For the crash consistency, prior works introduce a nonvolatile processor (NVP) [5] that checkpoints volatile registers to nonvolatile flip-flops (NVFFs)—when it is about to be interrupted by power failure—and restores the checkpointed registers from NVFFs in the wake of power failure. Since the NVP restarts exactly at the power interruption point, program states in both NVM and NVFF remain the same across power failure, thereby achieving crash consistency.

Unfortunately, the NVP requires non-trivial hardware modifications. To checkpoint the entire register file right before power failure, they require not only the NVFFs but also a voltage monitor, checkpoint/controller logic, and additional capacitors for the monitor itself. Even worse, the voltage monitor has stability issues such as excessive leakage or capacitor aging effects leading to reduced capacitance and voltage detection delay with unexpected cold-start glitch. To mitigate the issues, the prior NVP works aggressively increase the voltage threshold of the system wake-up/backup, which is energy-inefficient due to the inability to make forward progress unless such a high voltage is secured to wake up the system.

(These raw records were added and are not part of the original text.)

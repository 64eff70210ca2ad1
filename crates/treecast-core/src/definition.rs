//! Structural definitions of constructible classes.
//!
//! A [`ClassDefinition`] describes how a class is built: its constructor
//! [`Parameters`], the [`Attributes`] attached to it, the factories declared
//! through attributes, and the [`ConstructionStrategy`] those attributes
//! select. Definitions are produced once per class and generic binding and
//! shared immutably afterwards.

mod attributes;
mod class;
mod parameters;

pub use attributes::{Attribute, AttributeKind, Attributes};
pub use class::{ClassDefinition, ConstructionStrategy, FactoryDefinition};
pub use parameters::{ParameterDefinition, ParameterNotFound, Parameters};
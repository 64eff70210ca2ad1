//! Labeled source spans for diagnostic messages.

use crate::span::Span;

/// A message attached to a span of the type description.
///
/// - **Primary labels** mark where the problem is.
/// - **Secondary labels** add context, such as "first declared here" or
///   "opened here".
///
/// ```text
/// error[E102]: unclosed `<`
///  |
///  | array<int, list<string>
///  |      ^ opened here
/// ```
#[derive(Debug, Clone, PartialEq, Eq)]
pub struct Label {
    span: Span,
    message: String,
    is_primary: bool,
}

impl Label {
    pub fn primary(span: Span, message: impl Into<String>) -> Self {
        Self {
            span,
            message: message.into(),
            is_primary: true,
        }
    }

    pub fn secondary(span: Span, message: impl Into<String>) -> Self {
        Self {
            span,
            message: message.into(),
            is_primary: false,
        }
    }

    /// Get the span this label applies to.
    pub fn span(&self) -> Span {
        self.span
    }

    /// Get the label message.
    pub fn message(&self) -> &str {
        &self.message
    }

    pub fn is_primary(&self) -> bool {
        self.is_primary
    }
}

With that in mind, we propose CoSpec, an architecture/compiler co-design scheme that can realize low-cost yet performant intermittent computation for commodity in-order processors used in energy harvesting systems. To realize crash consistency without the voltage monitor based checkpointing, CoSpec leverages speculation assuming that power failure would not occur and thus hold all committed stores in a store buffer (SB)—as if they were speculative—in case of mispeculation; we call this power failure speculation. CoSpec compiler first partitions a given program into a series of recoverable regions with the SB size in mind, so that no region overflows the SB during the region execution. When the program control reaches the end of each region, the speculation turns out to be successful; therefore, CoSpec releases all the stores of the region, which have been buffered in the SB, to NVM.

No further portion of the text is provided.